## [Try it]
Please reproduce verbatim the lines below, from the first through the one with "delta actually applied.".

## [Recorded information]
###

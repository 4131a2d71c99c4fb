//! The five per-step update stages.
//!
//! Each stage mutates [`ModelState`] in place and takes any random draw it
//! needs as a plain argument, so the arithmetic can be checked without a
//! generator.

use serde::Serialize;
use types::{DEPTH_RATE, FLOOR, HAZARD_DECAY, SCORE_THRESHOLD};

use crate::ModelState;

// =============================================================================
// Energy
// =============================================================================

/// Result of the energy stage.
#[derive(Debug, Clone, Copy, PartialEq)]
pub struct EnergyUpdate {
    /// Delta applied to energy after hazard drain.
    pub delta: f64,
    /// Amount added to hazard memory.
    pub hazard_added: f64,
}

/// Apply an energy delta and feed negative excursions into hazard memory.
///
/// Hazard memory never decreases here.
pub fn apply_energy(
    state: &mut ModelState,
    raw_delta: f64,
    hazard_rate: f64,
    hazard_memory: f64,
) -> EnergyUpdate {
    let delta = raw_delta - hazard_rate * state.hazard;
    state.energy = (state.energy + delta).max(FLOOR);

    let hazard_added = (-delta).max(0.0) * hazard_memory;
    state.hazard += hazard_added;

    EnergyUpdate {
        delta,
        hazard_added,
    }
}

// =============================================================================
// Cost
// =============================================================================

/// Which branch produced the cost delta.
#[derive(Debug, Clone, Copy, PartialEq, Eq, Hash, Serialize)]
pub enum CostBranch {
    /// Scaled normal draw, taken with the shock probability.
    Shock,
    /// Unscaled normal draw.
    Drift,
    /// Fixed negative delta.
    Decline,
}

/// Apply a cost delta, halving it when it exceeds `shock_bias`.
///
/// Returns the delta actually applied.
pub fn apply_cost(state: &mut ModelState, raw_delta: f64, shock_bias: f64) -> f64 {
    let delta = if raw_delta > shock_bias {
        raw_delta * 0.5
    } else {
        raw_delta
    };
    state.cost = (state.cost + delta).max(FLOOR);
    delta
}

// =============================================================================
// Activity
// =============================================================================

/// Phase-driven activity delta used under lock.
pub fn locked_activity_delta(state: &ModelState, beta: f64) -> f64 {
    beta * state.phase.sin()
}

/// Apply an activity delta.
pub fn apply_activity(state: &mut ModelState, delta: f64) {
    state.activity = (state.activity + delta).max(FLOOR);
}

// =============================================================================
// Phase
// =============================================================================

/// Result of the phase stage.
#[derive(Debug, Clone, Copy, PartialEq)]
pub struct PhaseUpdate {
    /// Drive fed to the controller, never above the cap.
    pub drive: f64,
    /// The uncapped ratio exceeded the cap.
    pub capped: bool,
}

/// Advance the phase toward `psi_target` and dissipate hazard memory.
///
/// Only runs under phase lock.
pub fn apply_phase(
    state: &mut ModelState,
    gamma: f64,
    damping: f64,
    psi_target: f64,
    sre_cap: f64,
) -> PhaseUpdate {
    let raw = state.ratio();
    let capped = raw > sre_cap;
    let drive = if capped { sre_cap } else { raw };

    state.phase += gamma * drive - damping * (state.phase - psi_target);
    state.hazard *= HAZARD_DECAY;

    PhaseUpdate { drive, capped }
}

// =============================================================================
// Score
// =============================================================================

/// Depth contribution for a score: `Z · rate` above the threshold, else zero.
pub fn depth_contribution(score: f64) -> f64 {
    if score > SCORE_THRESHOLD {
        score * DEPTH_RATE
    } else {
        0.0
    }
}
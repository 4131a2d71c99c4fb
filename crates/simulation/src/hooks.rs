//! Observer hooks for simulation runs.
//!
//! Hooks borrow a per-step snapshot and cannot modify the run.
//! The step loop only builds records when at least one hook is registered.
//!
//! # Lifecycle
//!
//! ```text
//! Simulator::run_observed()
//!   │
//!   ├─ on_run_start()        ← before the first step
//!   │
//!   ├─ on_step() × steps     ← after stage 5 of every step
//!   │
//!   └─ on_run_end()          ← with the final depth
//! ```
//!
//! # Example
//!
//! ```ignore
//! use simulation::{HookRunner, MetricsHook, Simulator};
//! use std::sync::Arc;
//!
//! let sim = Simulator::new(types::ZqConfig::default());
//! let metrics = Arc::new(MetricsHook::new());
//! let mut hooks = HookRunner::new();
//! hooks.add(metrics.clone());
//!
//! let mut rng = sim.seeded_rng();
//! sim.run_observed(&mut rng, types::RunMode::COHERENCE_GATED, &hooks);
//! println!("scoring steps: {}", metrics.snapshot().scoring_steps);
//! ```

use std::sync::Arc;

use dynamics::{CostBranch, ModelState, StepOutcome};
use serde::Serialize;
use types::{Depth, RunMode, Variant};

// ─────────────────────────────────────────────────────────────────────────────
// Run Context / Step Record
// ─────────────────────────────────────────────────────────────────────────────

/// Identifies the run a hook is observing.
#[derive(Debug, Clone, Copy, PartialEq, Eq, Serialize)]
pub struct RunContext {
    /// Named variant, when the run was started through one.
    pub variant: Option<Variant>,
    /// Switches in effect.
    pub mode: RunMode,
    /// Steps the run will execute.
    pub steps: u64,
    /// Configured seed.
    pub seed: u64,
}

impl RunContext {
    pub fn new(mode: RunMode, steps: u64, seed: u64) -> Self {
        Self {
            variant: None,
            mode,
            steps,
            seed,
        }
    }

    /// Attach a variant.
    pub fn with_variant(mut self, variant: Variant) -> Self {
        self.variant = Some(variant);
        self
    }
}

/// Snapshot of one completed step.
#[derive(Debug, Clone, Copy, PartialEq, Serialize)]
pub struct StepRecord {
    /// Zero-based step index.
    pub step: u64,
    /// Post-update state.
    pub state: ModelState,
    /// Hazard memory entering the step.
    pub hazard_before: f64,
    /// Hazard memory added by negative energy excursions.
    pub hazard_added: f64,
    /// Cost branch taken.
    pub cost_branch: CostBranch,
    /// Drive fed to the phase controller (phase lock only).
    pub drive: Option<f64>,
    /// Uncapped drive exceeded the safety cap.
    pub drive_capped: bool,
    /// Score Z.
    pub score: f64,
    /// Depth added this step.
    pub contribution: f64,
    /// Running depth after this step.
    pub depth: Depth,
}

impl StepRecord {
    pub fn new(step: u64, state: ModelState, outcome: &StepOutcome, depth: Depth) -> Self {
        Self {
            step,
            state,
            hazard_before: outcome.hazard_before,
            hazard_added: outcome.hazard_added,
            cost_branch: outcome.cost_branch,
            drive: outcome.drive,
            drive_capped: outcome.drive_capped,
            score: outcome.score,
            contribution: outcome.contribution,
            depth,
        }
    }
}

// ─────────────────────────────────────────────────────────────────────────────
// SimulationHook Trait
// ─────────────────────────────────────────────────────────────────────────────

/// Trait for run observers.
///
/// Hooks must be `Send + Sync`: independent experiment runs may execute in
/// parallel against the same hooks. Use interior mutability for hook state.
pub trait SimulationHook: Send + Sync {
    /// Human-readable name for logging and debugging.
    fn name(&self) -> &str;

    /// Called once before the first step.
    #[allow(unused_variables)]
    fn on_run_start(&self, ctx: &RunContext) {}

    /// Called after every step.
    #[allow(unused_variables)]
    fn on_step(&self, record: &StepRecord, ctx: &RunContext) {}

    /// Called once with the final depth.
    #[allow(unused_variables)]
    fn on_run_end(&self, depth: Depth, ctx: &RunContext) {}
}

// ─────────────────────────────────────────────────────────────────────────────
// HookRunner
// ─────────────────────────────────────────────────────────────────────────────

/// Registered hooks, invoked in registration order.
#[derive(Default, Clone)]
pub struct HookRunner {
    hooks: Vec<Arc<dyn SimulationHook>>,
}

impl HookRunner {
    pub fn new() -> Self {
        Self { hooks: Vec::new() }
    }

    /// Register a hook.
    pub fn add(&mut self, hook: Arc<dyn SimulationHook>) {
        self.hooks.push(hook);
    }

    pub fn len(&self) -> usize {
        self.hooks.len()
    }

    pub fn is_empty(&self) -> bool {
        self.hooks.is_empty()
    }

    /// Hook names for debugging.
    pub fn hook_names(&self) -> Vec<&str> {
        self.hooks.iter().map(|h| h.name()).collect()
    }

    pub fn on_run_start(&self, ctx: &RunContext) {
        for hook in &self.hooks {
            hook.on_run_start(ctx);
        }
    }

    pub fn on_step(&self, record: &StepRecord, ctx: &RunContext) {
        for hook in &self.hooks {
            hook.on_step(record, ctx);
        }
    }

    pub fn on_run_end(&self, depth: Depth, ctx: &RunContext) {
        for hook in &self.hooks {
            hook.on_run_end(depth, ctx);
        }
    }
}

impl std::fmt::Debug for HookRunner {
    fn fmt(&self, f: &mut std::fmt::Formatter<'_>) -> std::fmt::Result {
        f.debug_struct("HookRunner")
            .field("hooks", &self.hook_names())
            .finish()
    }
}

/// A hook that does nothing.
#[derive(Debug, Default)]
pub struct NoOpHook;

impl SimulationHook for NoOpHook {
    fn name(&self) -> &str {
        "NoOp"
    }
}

###

## [Task solution]
repository 4131a2d71c99c4fb
//! The five per-step update stages.
//!
//! Each stage mutates [`ModelState`] in place and takes any random draw it
//! needs as a plain argument, so the arithmetic can be checked without a
//! generator.

use serde::Serialize;
use types::{DEPTH_RATE, FLOOR, HAZARD_DECAY, SCORE_THRESHOLD};

use crate::ModelState;

// =============================================================================
// Energy
// =============================================================================

/// Result of the energy stage.
#[derive(Debug, Clone, Copy, PartialEq)]
pub struct EnergyUpdate {
    /// Delta applied to energy after hazard drain.
    pub delta: f64,
    /// Amount added to hazard memory.
    pub hazard_added: f64,
}

/// Apply an energy delta and feed negative excursions into hazard memory.
///
/// Hazard memory never decreases here.
pub fn apply_energy(
    state: &mut ModelState,
    raw_delta: f64,
    hazard_rate: f64,
    hazard_memory: f64,
) -> EnergyUpdate {
    let delta = raw_delta - hazard_rate * state.hazard;
    state.energy = (state.energy + delta).max(FLOOR);

    let hazard_added = (-delta).max(0.0) * hazard_memory;
    state.hazard += hazard_added;

    EnergyUpdate {
        delta,
        hazard_added,
    }
}

// =============================================================================
// Cost
// =============================================================================

/// Which branch produced the cost delta.
#[derive(Debug, Clone, Copy, PartialEq, Eq, Hash, Serialize)]
pub enum CostBranch {
    /// Scaled normal draw, taken with the shock probability.
    Shock,
    /// Unscaled normal draw.
    Drift,
    /// Fixed negative delta.
    Decline,
}

/// Apply a cost delta, halving it when it exceeds `shock_bias`.
///
/// Returns the delta actually applied.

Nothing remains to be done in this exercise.